## Activity
Go through the entries below from the first line and transcribe each one exactly, ending with the line that contains "PRAGMA foreign_keys = ON;".

---------- Material to process ----------

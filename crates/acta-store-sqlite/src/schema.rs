//! SQL schema for the Acta SQLite store.
//!
//! Executed once at connection startup. Future migrations will be gated on
//! `PRAGMA user_version`.

/// Full schema DDL; idempotent thanks to `CREATE ... IF NOT EXISTS`.
pub const SCHEMA: &str = "
PRAGMA journal_mode = WAL;
PRAGMA foreign_keys = ON;

CREATE TABLE IF NOT EXISTS customers (
    customer_id                  TEXT PRIMARY KEY,
    full_name                    TEXT NOT NULL,
    address                      TEXT,
    phone                        TEXT,
    email                        TEXT,
    kind                         TEXT NOT NULL,  -- 'individual' | 'business'
    business_name                TEXT,
    document_id                  TEXT,
    passport_id                  TEXT,
    business_registration_number TEXT,
    created_at                   TEXT NOT NULL,  -- ISO 8601 UTC
    updated_at                   TEXT NOT NULL
);

-- Natural-key uniqueness is a schema constraint, not a caller-side
-- check-then-create. Partial indexes: NULL means 'no key issued'.
CREATE UNIQUE INDEX IF NOT EXISTS customers_document_id_key
    ON customers(document_id) WHERE document_id IS NOT NULL;
CREATE UNIQUE INDEX IF NOT EXISTS customers_passport_id_key
    ON customers(passport_id) WHERE passport_id IS NOT NULL;
CREATE UNIQUE INDEX IF NOT EXISTS customers_business_registration_number_key
    ON customers(business_registration_number)
    WHERE business_registration_number IS NOT NULL;

CREATE TABLE IF NOT EXISTS documents (
    document_id      TEXT PRIMARY KEY,
    transaction_code TEXT NOT NULL,
    secretary        TEXT,
    notary_public    TEXT,
    document_type    TEXT,
    description      TEXT,
    created_date     TEXT NOT NULL,  -- business date, 'YYYY-MM-DD'
    created_at       TEXT NOT NULL,
    updated_at       TEXT NOT NULL
);

CREATE UNIQUE INDEX IF NOT EXISTS documents_transaction_code_key
    ON documents(transaction_code);
CREATE INDEX IF NOT EXISTS documents_created_date_idx
    ON documents(created_date);

-- One edge per (document, customer) pair; role changes are unlink+relink.
CREATE TABLE IF NOT EXISTS party_links (
    document_id      TEXT NOT NULL
        REFERENCES documents(document_id) ON DELETE CASCADE,
    customer_id      TEXT NOT NULL REFERENCES customers(customer_id),
    role             TEXT NOT NULL,  -- 'party_a' | 'party_b' | 'witness'
    signature_status TEXT NOT NULL DEFAULT 'pending',
    notary_date      TEXT NOT NULL,  -- 'YYYY-MM-DD'
    created_at       TEXT NOT NULL,
    PRIMARY KEY (document_id, customer_id)
);

CREATE INDEX IF NOT EXISTS party_links_customer_idx
    ON party_links(customer_id);
CREATE INDEX IF NOT EXISTS party_links_notary_date_idx
    ON party_links(notary_date);

CREATE TABLE IF NOT EXISTS document_files (
    file_id      TEXT PRIMARY KEY,
    document_id  TEXT NOT NULL
        REFERENCES documents(document_id) ON DELETE CASCADE,
    file_name    TEXT NOT NULL,
    file_size    INTEGER NOT NULL,
    content_type TEXT NOT NULL,
    bucket       TEXT NOT NULL,
    object_key   TEXT NOT NULL,
    content_hash TEXT NOT NULL,     -- SHA-256 hex of the bytes
    signature    TEXT,
    created_at   TEXT NOT NULL
);

CREATE INDEX IF NOT EXISTS document_files_document_idx
    ON document_files(document_id);

PRAGMA user_version = 1;
";
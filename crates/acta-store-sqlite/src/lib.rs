//! SQLite backend for the Acta record store.
//!
//! Wraps [`tokio_rusqlite`] so all database access runs on a dedicated thread
//! without blocking the async runtime. Uniqueness of natural keys,
//! transaction codes, and party edges is enforced by the schema itself;
//! constraint violations are translated back into the core error taxonomy.

mod encode;
mod schema;
mod store;

pub mod error;

pub use error::{Error, Result};
pub use store::SqliteStore;

#[cfg(test)]
mod tests;
//! JSON REST API for Acta.
//!
//! Exposes an axum [`Router`] backed by any [`acta_core::store::RecordStore`]
//! plus a [`acta_core::blob::BlobStore`] for attachment bytes. Auth, TLS, and
//! transport concerns are the caller's responsibility.
//!
//! # Mounting
//!
//! ```rust,ignore
//! .nest("/api", acta_api::api_router(state))
//! ```

pub mod customers;
pub mod documents;
pub mod error;
pub mod files;
pub mod links;

use std::sync::Arc;

use acta_core::{
  blob::BlobStore, page::PageRequest, signing::Signer, store::RecordStore,
};
use axum::{
  Router,
  routing::{delete, get, post, put},
};
use serde::Deserialize;

pub use error::ApiError;

// ─── State ───────────────────────────────────────────────────────────────────

/// Shared state of every handler.
pub struct ApiState<S, B> {
  pub store:  Arc<S>,
  pub blobs:  B,
  pub signer: Arc<dyn Signer>,
  /// Object-storage bucket attachments are written to.
  pub bucket: String,
}

impl<S, B: Clone> Clone for ApiState<S, B> {
  fn clone(&self) -> Self {
    Self {
      store:  Arc::clone(&self.store),
      blobs:  self.blobs.clone(),
      signer: Arc::clone(&self.signer),
      bucket: self.bucket.clone(),
    }
  }
}

// ─── Pagination params ───────────────────────────────────────────────────────

/// `?page_number=&page_size=` — both optional, both validated.
#[derive(Debug, Clone, Copy, Default, Deserialize)]
pub struct PageParams {
  pub page_number: Option<u32>,
  pub page_size:   Option<u32>,
}

impl PageParams {
  pub fn into_request(self) -> Result<PageRequest, ApiError> {
    PageRequest::new(
      self.page_number.unwrap_or(1),
      self.page_size.unwrap_or(PageRequest::DEFAULT_PAGE_SIZE),
    )
    .map_err(ApiError::Store)
  }
}

// ─── Router ──────────────────────────────────────────────────────────────────

/// Build a fully-materialised API router for `state`.
///
/// The returned `Router<()>` can be nested into any parent router regardless
/// of its own state type.
pub fn api_router<S, B>(state: ApiState<S, B>) -> Router<()>
where
  S: RecordStore + 'static,
  B: BlobStore + Clone + 'static,
{
  Router::new()
    // Customers
    .route(
      "/customers",
      get(customers::list::<S, B>).post(customers::create::<S, B>),
    )
    .route("/customers/search", get(customers::search::<S, B>))
    .route("/customers/duplicates", get(customers::duplicates::<S, B>))
    .route(
      "/customers/{id}",
      get(customers::get_one::<S, B>)
        .put(customers::update::<S, B>)
        .delete(customers::delete_one::<S, B>),
    )
    .route("/customers/{id}/documents", get(customers::documents::<S, B>))
    // Documents
    .route(
      "/documents",
      get(documents::list::<S, B>).post(documents::create::<S, B>),
    )
    .route("/documents/search", get(documents::search::<S, B>))
    .route("/documents/by-date", get(documents::by_notary_date::<S, B>))
    .route("/documents/by-code/{code}", get(documents::by_code::<S, B>))
    .route(
      "/documents/cross-reference",
      get(documents::cross_reference::<S, B>),
    )
    .route(
      "/documents/{id}",
      get(documents::get_one::<S, B>)
        .put(documents::update::<S, B>)
        .delete(documents::delete_one::<S, B>),
    )
    // Party links
    .route(
      "/documents/{id}/parties",
      get(links::list::<S, B>).post(links::create::<S, B>),
    )
    .route(
      "/documents/{id}/parties/{customer_id}",
      delete(links::delete_one::<S, B>),
    )
    .route(
      "/documents/{id}/parties/{customer_id}/signature",
      put(links::set_signature::<S, B>),
    )
    // Files
    .route(
      "/documents/{id}/files",
      get(files::list::<S, B>).post(files::upload::<S, B>),
    )
    .route(
      "/files/{id}",
      get(files::get_one::<S, B>).delete(files::delete_one::<S, B>),
    )
    .route("/files/{id}/content", get(files::content::<S, B>))
    .route("/files/{id}/integrity", get(files::integrity::<S, B>))
    .route("/files/{id}/signature", post(files::sign::<S, B>))
    .with_state(state)
}
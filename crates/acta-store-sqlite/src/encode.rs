//! Encoding and decoding helpers between Rust domain types and the plain-text
//! representations stored in SQLite columns.
//!
//! Audit timestamps are stored as RFC 3339 strings; business dates as
//! `YYYY-MM-DD` (which sorts correctly as text). UUIDs are stored as
//! hyphenated lowercase strings. Enums are stored as their snake_case
//! discriminants, chosen so that `ORDER BY role` yields PartyA, PartyB,
//! Witness.

use acta_core::{
  customer::{Customer, CustomerKind, NaturalKeys},
  document::Document,
  file::FileRecord,
  link::{PartyLink, PartyRole, SignatureStatus},
};
use chrono::{DateTime, NaiveDate, Utc};
use rusqlite::Row;
use uuid::Uuid;

use crate::{Error, Result};

// ─── Scalars ─────────────────────────────────────────────────────────────────

pub fn encode_uuid(id: Uuid) -> String { id.hyphenated().to_string() }

pub fn decode_uuid(s: &str) -> Result<Uuid> { Ok(Uuid::parse_str(s)?) }

pub fn encode_dt(dt: DateTime<Utc>) -> String { dt.to_rfc3339() }

pub fn decode_dt(s: &str) -> Result<DateTime<Utc>> {
  DateTime::parse_from_rfc3339(s)
    .map(|dt| dt.with_timezone(&Utc))
    .map_err(|e| Error::Decode(format!("timestamp {s:?}: {e}")))
}

pub fn encode_date(d: NaiveDate) -> String { d.format("%Y-%m-%d").to_string() }

pub fn decode_date(s: &str) -> Result<NaiveDate> {
  NaiveDate::parse_from_str(s, "%Y-%m-%d")
    .map_err(|e| Error::Decode(format!("date {s:?}: {e}")))
}

// ─── Enums ───────────────────────────────────────────────────────────────────

pub fn encode_customer_kind(k: CustomerKind) -> &'static str {
  match k {
    CustomerKind::Individual => "individual",
    CustomerKind::Business => "business",
  }
}

pub fn decode_customer_kind(s: &str) -> Result<CustomerKind> {
  match s {
    "individual" => Ok(CustomerKind::Individual),
    "business" => Ok(CustomerKind::Business),
    other => Err(Error::Decode(format!("unknown customer kind: {other:?}"))),
  }
}

pub fn encode_role(r: PartyRole) -> &'static str {
  match r {
    PartyRole::PartyA => "party_a",
    PartyRole::PartyB => "party_b",
    PartyRole::Witness => "witness",
  }
}

pub fn decode_role(s: &str) -> Result<PartyRole> {
  match s {
    "party_a" => Ok(PartyRole::PartyA),
    "party_b" => Ok(PartyRole::PartyB),
    "witness" => Ok(PartyRole::Witness),
    other => Err(Error::Decode(format!("unknown party role: {other:?}"))),
  }
}

pub fn encode_status(s: SignatureStatus) -> &'static str {
  match s {
    SignatureStatus::Pending => "pending",
    SignatureStatus::Signed => "signed",
    SignatureStatus::Declined => "declined",
  }
}

pub fn decode_status(s: &str) -> Result<SignatureStatus> {
  match s {
    "pending" => Ok(SignatureStatus::Pending),
    "signed" => Ok(SignatureStatus::Signed),
    "declined" => Ok(SignatureStatus::Declined),
    other => {
      Err(Error::Decode(format!("unknown signature status: {other:?}")))
    }
  }
}

// ─── Column lists ────────────────────────────────────────────────────────────

// Every SELECT uses these lists so the Raw*::read index maps stay valid.

pub const CUSTOMER_COLS: &str = "customer_id, full_name, address, phone, \
   email, kind, business_name, document_id, passport_id, \
   business_registration_number, created_at, updated_at";

pub const DOCUMENT_COLS: &str = "document_id, transaction_code, secretary, \
   notary_public, document_type, description, created_date, created_at, \
   updated_at";

pub const LINK_COLS: &str = "document_id, customer_id, role, \
   signature_status, notary_date, created_at";

pub const FILE_COLS: &str = "file_id, document_id, file_name, file_size, \
   content_type, bucket, object_key, content_hash, signature, created_at";

/// Qualify a column list with a table alias for joined selects.
pub fn qualify(cols: &str, alias: &str) -> String {
  cols
    .split(',')
    .map(|c| format!("{alias}.{}", c.trim()))
    .collect::<Vec<_>>()
    .join(", ")
}

// ─── Raw rows ────────────────────────────────────────────────────────────────

pub struct RawCustomer {
  pub customer_id:                  String,
  pub full_name:                    String,
  pub address:                      Option<String>,
  pub phone:                        Option<String>,
  pub email:                        Option<String>,
  pub kind:                         String,
  pub business_name:                Option<String>,
  pub document_id:                  Option<String>,
  pub passport_id:                  Option<String>,
  pub business_registration_number: Option<String>,
  pub created_at:                   String,
  pub updated_at:                   String,
}

impl RawCustomer {
  /// Read [`CUSTOMER_COLS`] starting at column index `base`.
  pub fn read(row: &Row<'_>, base: usize) -> rusqlite::Result<Self> {
    Ok(Self {
      customer_id:                  row.get(base)?,
      full_name:                    row.get(base + 1)?,
      address:                      row.get(base + 2)?,
      phone:                        row.get(base + 3)?,
      email:                        row.get(base + 4)?,
      kind:                         row.get(base + 5)?,
      business_name:                row.get(base + 6)?,
      document_id:                  row.get(base + 7)?,
      passport_id:                  row.get(base + 8)?,
      business_registration_number: row.get(base + 9)?,
      created_at:                   row.get(base + 10)?,
      updated_at:                   row.get(base + 11)?,
    })
  }

  pub fn into_customer(self) -> Result<Customer> {
    Ok(Customer {
      customer_id:   decode_uuid(&self.customer_id)?,
      full_name:     self.full_name,
      address:       self.address,
      phone:         self.phone,
      email:         self.email,
      kind:          decode_customer_kind(&self.kind)?,
      business_name: self.business_name,
      keys:          NaturalKeys {
        document_id:                  self.document_id,
        passport_id:                  self.passport_id,
        business_registration_number: self.business_registration_number,
      },
      created_at:    decode_dt(&self.created_at)?,
      updated_at:    decode_dt(&self.updated_at)?,
    })
  }
}

pub struct RawDocument {
  pub document_id:      String,
  pub transaction_code: String,
  pub secretary:        Option<String>,
  pub notary_public:    Option<String>,
  pub document_type:    Option<String>,
  pub description:      Option<String>,
  pub created_date:     String,
  pub created_at:       String,
  pub updated_at:       String,
}

impl RawDocument {
  /// Read [`DOCUMENT_COLS`] starting at column index `base`.
  pub fn read(row: &Row<'_>, base: usize) -> rusqlite::Result<Self> {
    Ok(Self {
      document_id:      row.get(base)?,
      transaction_code: row.get(base + 1)?,
      secretary:        row.get(base + 2)?,
      notary_public:    row.get(base + 3)?,
      document_type:    row.get(base + 4)?,
      description:      row.get(base + 5)?,
      created_date:     row.get(base + 6)?,
      created_at:       row.get(base + 7)?,
      updated_at:       row.get(base + 8)?,
    })
  }

  pub fn into_document(self) -> Result<Document> {
    Ok(Document {
      document_id:      decode_uuid(&self.document_id)?,
      transaction_code: self.transaction_code,
      secretary:        self.secretary,
      notary_public:    self.notary_public,
      document_type:    self.document_type,
      description:      self.description,
      created_date:     decode_date(&self.created_date)?,
      created_at:       decode_dt(&self.created_at)?,
      updated_at:       decode_dt(&self.updated_at)?,
    })
  }
}

pub struct RawLink {
  pub document_id:      String,
  pub customer_id:      String,
  pub role:             String,
  pub signature_status: String,
  pub notary_date:      String,
  pub created_at:       String,
}

impl RawLink {
  /// Read [`LINK_COLS`] starting at column index `base`.
  pub fn read(row: &Row<'_>, base: usize) -> rusqlite::Result<Self> {
    Ok(Self {
      document_id:      row.get(base)?,
      customer_id:      row.get(base + 1)?,
      role:             row.get(base + 2)?,
      signature_status: row.get(base + 3)?,
      notary_date:      row.get(base + 4)?,
      created_at:       row.get(base + 5)?,
    })
  }

  pub fn into_link(self) -> Result<PartyLink> {
    Ok(PartyLink {
      document_id:      decode_uuid(&self.document_id)?,
      customer_id:      decode_uuid(&self.customer_id)?,
      role:             decode_role(&self.role)?,
      signature_status: decode_status(&self.signature_status)?,
      notary_date:      decode_date(&self.notary_date)?,
      created_at:       decode_dt(&self.created_at)?,
    })
  }
}

pub struct RawFile {
  pub file_id:      String,
  pub document_id:  String,
  pub file_name:    String,
  pub file_size:    i64,
  pub content_type: String,
  pub bucket:       String,
  pub object_key:   String,
  pub content_hash: String,
  pub signature:    Option<String>,
  pub created_at:   String,
}

impl RawFile {
  /// Read [`FILE_COLS`] starting at column index `base`.
  pub fn read(row: &Row<'_>, base: usize) -> rusqlite::Result<Self> {
    Ok(Self {
      file_id:      row.get(base)?,
      document_id:  row.get(base + 1)?,
      file_name:    row.get(base + 2)?,
      file_size:    row.get(base + 3)?,
      content_type: row.get(base + 4)?,
      bucket:       row.get(base + 5)?,
      object_key:   row.get(base + 6)?,
      content_hash: row.get(base + 7)?,
      signature:    row.get(base + 8)?,
      created_at:   row.get(base + 9)?,
    })
  }

  pub fn into_file(self) -> Result<FileRecord> {
    Ok(FileRecord {
      file_id:      decode_uuid(&self.file_id)?,
      document_id:  decode_uuid(&self.document_id)?,
      file_name:    self.file_name,
      file_size:    u64::try_from(self.file_size)
        .map_err(|_| Error::Decode("negative file size".into()))?,
      content_type: self.content_type,
      bucket:       self.bucket,
      object_key:   self.object_key,
      content_hash: self.content_hash,
      signature:    self.signature,
      created_at:   decode_dt(&self.created_at)?,
    })
  }
}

----------

## Exercise response
filename crates/acta-store-sqlite/src/schema.rs
//! SQL schema for the Acta SQLite store.
//!
//! Executed once at connection startup. Future migrations will be gated on
//! `PRAGMA user_version`.

/// Full schema DDL; idempotent thanks to `CREATE ... IF NOT EXISTS`.
pub const SCHEMA: &str = "
PRAGMA journal_mode = WAL;
PRAGMA foreign_keys = ON;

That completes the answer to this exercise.